Thrift Store Halo | “I Still Love Christmas” (2018)
Written by band members Frank Gradishar and Lance Tawzer, this perky, melody-rich celebration of the holiday finds Chicago’s Thrift Store Halo in a fun, spirit-of-the-season-esque mood and espousing a welcome sense of humor.

Everything is on the table at Christmas–greeting cards, holly wreaths, kid-made ornaments, snowmen, egg nog shakes, and “presents wrapped in gold and plaid (like granddad’s pants).” “It’s the one time each year the whole world is filled with joy and cheer,” Frank sings.

You’ll love this one.

black box Where to Get It: Bandcamp

The Weeklings | “Christmas Time is Here Again” and “Revolution Wonderland” (2017)
New Jersey’s Fab Four–Lefty, Zeke, Rocky and Smokestack–convened in the waning months of 2017 to record a pair of holiday classics chock full of the usual Weeklings Easter eggs and brimming with a whole lot of fun.

In case you missed them the first time around, the Beatles’ “Christmas Time is Here Again” got Weeklingsized by incorporating elements from the Fabs’ “Flying,” “The Continuing Story of Bungalow Bill,” and “Baby, You’re a Rich Man.” And of “Revolution Wonderland”? Well, in this seasonal mashup, “Revolution” meets “Winter Wonderland” meets “Jingle Bell Rock” meets the coolest shoo-be-doo-wah vibe you’ll encounter this or any other year.

Follow Santa on his sleigh, with all of his reindeer and his custom North Pole GPS to add these full-of-good-cheer tunes to your Christmas gifting lists.

black box Where to Get It: “Christmas Time is Here Again”: Amazon, iTunes
“Revolution Wonderland”: Amazon, iTunes

Big Stir Double-A-Side Christmas Single (2018):
Kai Danzberg | “If Santa”
Blake Jones and the Trike Shop | “String Lights and Hold On”

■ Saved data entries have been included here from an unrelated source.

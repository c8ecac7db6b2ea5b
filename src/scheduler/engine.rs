use crate::scheduler::Monitor;
use std::time::Duration;
use tokio::sync::oneshot;
use tokio::task::JoinHandle;
use tokio::time::{Instant, MissedTickBehavior};
use tracing::{info, warn};

/// Shortest period the timer accepts.
const MIN_INTERVAL: Duration = Duration::from_millis(1);

/// Running periodic scheduler. Dropping the handle also stops the timer.
#[derive(Debug)]
pub struct SchedulerHandle {
    shutdown_tx: Option<oneshot::Sender<()>>,
    task: JoinHandle<()>,
}

impl SchedulerHandle {
    /// Stop the timer. A cycle already in flight runs to completion first.
    pub async fn shutdown(mut self) {
        if let Some(tx) = self.shutdown_tx.take() {
            let _ = tx.send(());
        }
        if let Err(e) = (&mut self.task).await {
            warn!("Scheduler task ended abnormally: {}", e);
        }
    }

    pub fn is_running(&self) -> bool {
        !self.task.is_finished()
    }
}

pub(crate) fn spawn(monitor: Monitor, every: Duration) -> SchedulerHandle {
    let every = if every < MIN_INTERVAL {
        warn!(requested_ms = every.as_millis() as u64, "Probe interval too small, clamping");
        MIN_INTERVAL
    } else {
        every
    };

    let (shutdown_tx, shutdown_rx) = oneshot::channel();
    let task = tokio::spawn(run_scheduler_loop(monitor, every, shutdown_rx));
    SchedulerHandle {
        shutdown_tx: Some(shutdown_tx),
        task,
    }
}

/// Main scheduler execution loop.
/// First tick lands one period after start; late ticks are delayed, not bursted.
async fn run_scheduler_loop(monitor: Monitor, every: Duration, mut shutdown_rx: oneshot::Receiver<()>) {
    info!(interval_secs = every.as_secs_f64(), "Scheduler engine started");

    let mut interval = tokio::time::interval_at(Instant::now() + every, every);
    interval.set_missed_tick_behavior(MissedTickBehavior::Delay);

    loop {
        tokio::select! {
            biased;
            _ = &mut shutdown_rx => break,
            _ = interval.tick() => {
                // Failures are logged inside run_once; the timer keeps going.
                monitor.run_once().await;
            }
        }
    }

    info!("Scheduler engine stopped");
}

#[cfg(test)]
mod tests {
    use crate::testing::{monitor_with, FailingStore, MemoryStore, StubProbe};
    use std::sync::Arc;
    use std::time::Duration;

    const FIVE_MINUTES: Duration = Duration::from_secs(300);

    #[tokio::test(start_paused = true)]
    async fn test_fires_once_per_interval() {
        let store = Arc::new(MemoryStore::default());
        let probe = Arc::new(StubProbe::ok(200, Duration::from_millis(50)));
        let monitor = monitor_with(probe, store.clone());

        let handle = monitor.start(FIVE_MINUTES);

        tokio::time::sleep(FIVE_MINUTES - Duration::from_secs(1)).await;
        assert_eq!(store.appends(), 0, "no probe before the first period elapses");

        tokio::time::sleep(FIVE_MINUTES * 2 + Duration::from_secs(2)).await;
        assert_eq!(store.appends(), 3);

        handle.shutdown().await;
    }

    #[tokio::test(start_paused = true)]
    async fn test_keeps_firing_after_probe_failures() {
        let store = Arc::new(MemoryStore::default());
        let probe = Arc::new(StubProbe::failing("connection refused", Duration::from_millis(5)));
        let monitor = monitor_with(probe, store.clone());

        let handle = monitor.start(Duration::from_secs(1));
        tokio::time::sleep(Duration::from_millis(4_500)).await;

        assert_eq!(store.appends(), 4);
        assert!(handle.is_running());
        handle.shutdown().await;
    }

    #[tokio::test(start_paused = true)]
    async fn test_keeps_firing_after_storage_failures() {
        let probe = Arc::new(StubProbe::ok(200, Duration::from_millis(5)));
        let monitor = monitor_with(probe.clone(), Arc::new(FailingStore));

        let handle = monitor.start(Duration::from_secs(1));
        tokio::time::sleep(Duration::from_millis(3_500)).await;

        assert_eq!(probe.calls(), 3);
        assert!(handle.is_running());
        handle.shutdown().await;
    }

    #[tokio::test(start_paused = true)]
    async fn test_shutdown_waits_for_in_flight_cycle() {
        let store = Arc::new(MemoryStore::default());
        let probe = Arc::new(StubProbe::ok(200, Duration::from_secs(2)));
        let monitor = monitor_with(probe.clone(), store.clone());

        let handle = monitor.start(Duration::from_secs(1));
        // Cycle started at t=1s and needs until t=3s.
        tokio::time::sleep(Duration::from_millis(1_500)).await;
        assert_eq!(probe.calls(), 1);
        assert_eq!(store.appends(), 0);

        handle.shutdown().await;

        assert_eq!(store.appends(), 1);
        assert_eq!(probe.calls(), 1);
    }

    #[tokio::test(start_paused = true)]
    async fn test_dropping_handle_stops_timer() {
        let store = Arc::new(MemoryStore::default());
        let probe = Arc::new(StubProbe::ok(200, Duration::ZERO));
        let monitor = monitor_with(probe.clone(), store.clone());

        drop(monitor.start(Duration::from_secs(1)));
        tokio::time::sleep(Duration::from_secs(5)).await;

        assert_eq!(probe.calls(), 0);
    }
}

The eighth in the continuing series of digital singles being released by Big Stir Records strikes a decidedly festive Christmasy chord (or two or more!) with holiday tunes from Kai Danzberg and Blake Jones and the Trike Shop.

Danzberg and Jones travel different-sounding paths on their way to stirring up their pots of Christmas magic. Danzberg’s “If Santa” is an upbeat, joyous Phil Spectory exercise with Paul McCartney bass lines, horns and, of course, bells. Jones presents his Christmas tune as art-rock-meets-quirky for a wholly different holiday experience. Both are more-than-worthy, Christmasy choices for gift-giving this holiday season.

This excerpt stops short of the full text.